Saturday, October 25th at 7:30 p.m.
Diana Gabaldon
Lord John and the Private Matter
(Delacorte)

The best-selling author of Fiery Cross, Dragonfly in Amber and the rest of the Outlander series launches a spellbinding trilogy at the Book Cafe! Starring Lord John Grey, one of her most beloved characters, Gabaldon's trademark rich, historical tale dips into mystery and intrigue, placing her lead at the center of a murder and inadvertently entangling him in a betrayal that crosses the lines of class, custom and decency! "One of Gabaldon's gifts is her ability to lead the reader beyond the question of credibility. The short explanation to her success is that she's a careful and expert storyteller." - The Denver Post on The Fiery Cross


Sunday, October 26th at 2:30 p.m. *
David Baldacci
Split Second
(Warner)

From best-selling writer David Baldacci comes a new thriller reminiscent of his phenomenal debut, Absolute Power. It was only a split second--but that's all it took for Secret Service agent Sean King's attention to wander and his "protectee," third-party presidential candidate Clyde Ritter, to die. King retired from the Service in disgrace, and now, eight years later, balances careers as a lawyer and a part-time deputy sheriff in a small Virginia town. Then he hears the news: Once again, a third-party candidate has been taken out of the presidential race--abducted right under the nose of Secret Service agent Michelle Maxwell. King and Maxwell form an uneasy alliance, and their search for answers becomes a bid for redemption as they delve into the government's Witness Protection Program and the mysterious past of Clyde Ritter's dead assassin. But the truth is never quite what it seems, and these two agents have learned that even one moment looking in the wrong direction can be deadly.
*Please Note Time


Monday, October 27th at 7:30 p.m.
Victor Davis Hanson
Ripples of Battle: How Wars Fought Long Ago Still Determine How We Fight, How We Live, and How We Think
(Doubleday)

"Like any good classicist, Victor Davis Hanson accepts the primacy of military history in human affairs.

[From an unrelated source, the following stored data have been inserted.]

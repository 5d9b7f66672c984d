//! Password hashing and token issuance.
//!
//! Claims and token validation live in `studyhall_common::auth` so the
//! signaling layer can verify tokens too; everything here is specific to
//! issuing them.

use argon2::{
    Argon2,
    password_hash::{PasswordHash, PasswordHasher, PasswordVerifier, SaltString, rand_core::OsRng},
};
use chrono::{Duration, Utc};
use jsonwebtoken::{EncodingKey, Header, encode};
use serde::Serialize;
use studyhall_common::auth::Claims;
use uuid::Uuid;

/// Token pair returned on login/register.
#[derive(Debug, Serialize)]
pub struct TokenPair {
    pub access_token: String,
    pub refresh_token: String,
    pub expires_in: u64,
    pub token_type: String,
}

/// Hash a password using Argon2id.
pub fn hash_password(password: &str) -> Result<String, argon2::password_hash::Error> {
    let salt = SaltString::generate(&mut OsRng);
    let hash = Argon2::default().hash_password(password.as_bytes(), &salt)?;
    Ok(hash.to_string())
}

/// Verify a password against an Argon2id hash.
pub fn verify_password(password: &str, hash: &str) -> Result<bool, argon2::password_hash::Error> {
    let parsed_hash = PasswordHash::new(hash)?;
    Ok(Argon2::default()
        .verify_password(password.as_bytes(), &parsed_hash)
        .is_ok())
}

fn generate_token(
    user_id: Uuid,
    name: &str,
    email: &str,
    secret: &str,
    ttl_secs: u64,
    token_type: &str,
) -> Result<String, jsonwebtoken::errors::Error> {
    let now = Utc::now();
    let claims = Claims {
        sub: user_id.to_string(),
        name: name.to_string(),
        email: email.to_string(),
        iat: now.timestamp(),
        exp: (now + Duration::seconds(ttl_secs as i64)).timestamp(),
        token_type: token_type.to_string(),
    };

    encode(
        &Header::default(),
        &claims,
        &EncodingKey::from_secret(secret.as_bytes()),
    )
}

/// Generate both access and refresh tokens.
pub fn generate_token_pair(
    user_id: Uuid,
    name: &str,
    email: &str,
    secret: &str,
    access_ttl: u64,
    refresh_ttl: u64,
) -> Result<TokenPair, jsonwebtoken::errors::Error> {
    Ok(TokenPair {
        access_token: generate_token(user_id, name, email, secret, access_ttl, "access")?,
        refresh_token: generate_token(user_id, name, email, secret, refresh_ttl, "refresh")?,
        expires_in: access_ttl,
        token_type: "Bearer".to_string(),
    })
}

#[cfg(test)]
mod tests {
    use super::*;
    use studyhall_common::auth::validate_token;

    #[test]
    fn password_hash_round_trip() {
        let hash = hash_password("correct horse battery staple").unwrap();
        assert!(verify_password("correct horse battery staple", &hash).unwrap());
        assert!(!verify_password("wrong", &hash).unwrap());
    }

    #[test]
    fn token_pair_carries_identity() {
        let user_id = Uuid::new_v4();
        let pair =
            generate_token_pair(user_id, "Alice", "alice@uni.edu", "test-secret", 900, 3600)
                .unwrap();

        let access = validate_token(&pair.access_token, "test-secret").unwrap();
        assert_eq!(access.sub, user_id.to_string());
        assert_eq!(access.name, "Alice");
        assert_eq!(access.token_type, "access");

        let refresh = validate_token(&pair.refresh_token, "test-secret").unwrap();
        assert_eq!(refresh.token_type, "refresh");
    }
}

In Ripples of Battle, a sequel of sorts to his masterful Carnage and Culture, he shows the fascinating repercussions of three lesser-known battles. You cannot fully understand Hiroshima, the bitterness of the Old South, or the Golden Age of Athens without reading this gem of a book." --Robert D. Kaplan


Tuesday, October 28th at 7:30 p.m.
Daniel Bergner
In the Land of Magic Soldiers: A Story of White and Black in West Africa
(FSG)

Sierra Leone is the world's most war-ravaged country. There, in a West African landscape of spectacular beauty, rampaging soldiers--many not yet in their teens--have made a custom of hacking off the hands of their victims, then letting them live as the ultimate emblem of terror. In the Land of Magic Soldiers follows both a set of white would-be saviors--a family of American missionaries, a mercenary helicopter gunship pilot, and the army of Great Britain--and a set of Sierra Leoneans, among them a father who rescues his daughter from rape, loses his hands as punishment, then begins to rebuild his life; a child soldier and sometime cannibal; and a highly Westernized medical student who claims immunity to bullets and a cure for H.I.V. Kirkus Reviews calls Bergner's book, "Remarkable...First-class reporting and storytelling...A memorable, scarifying portrait of a country in terminal turmoil."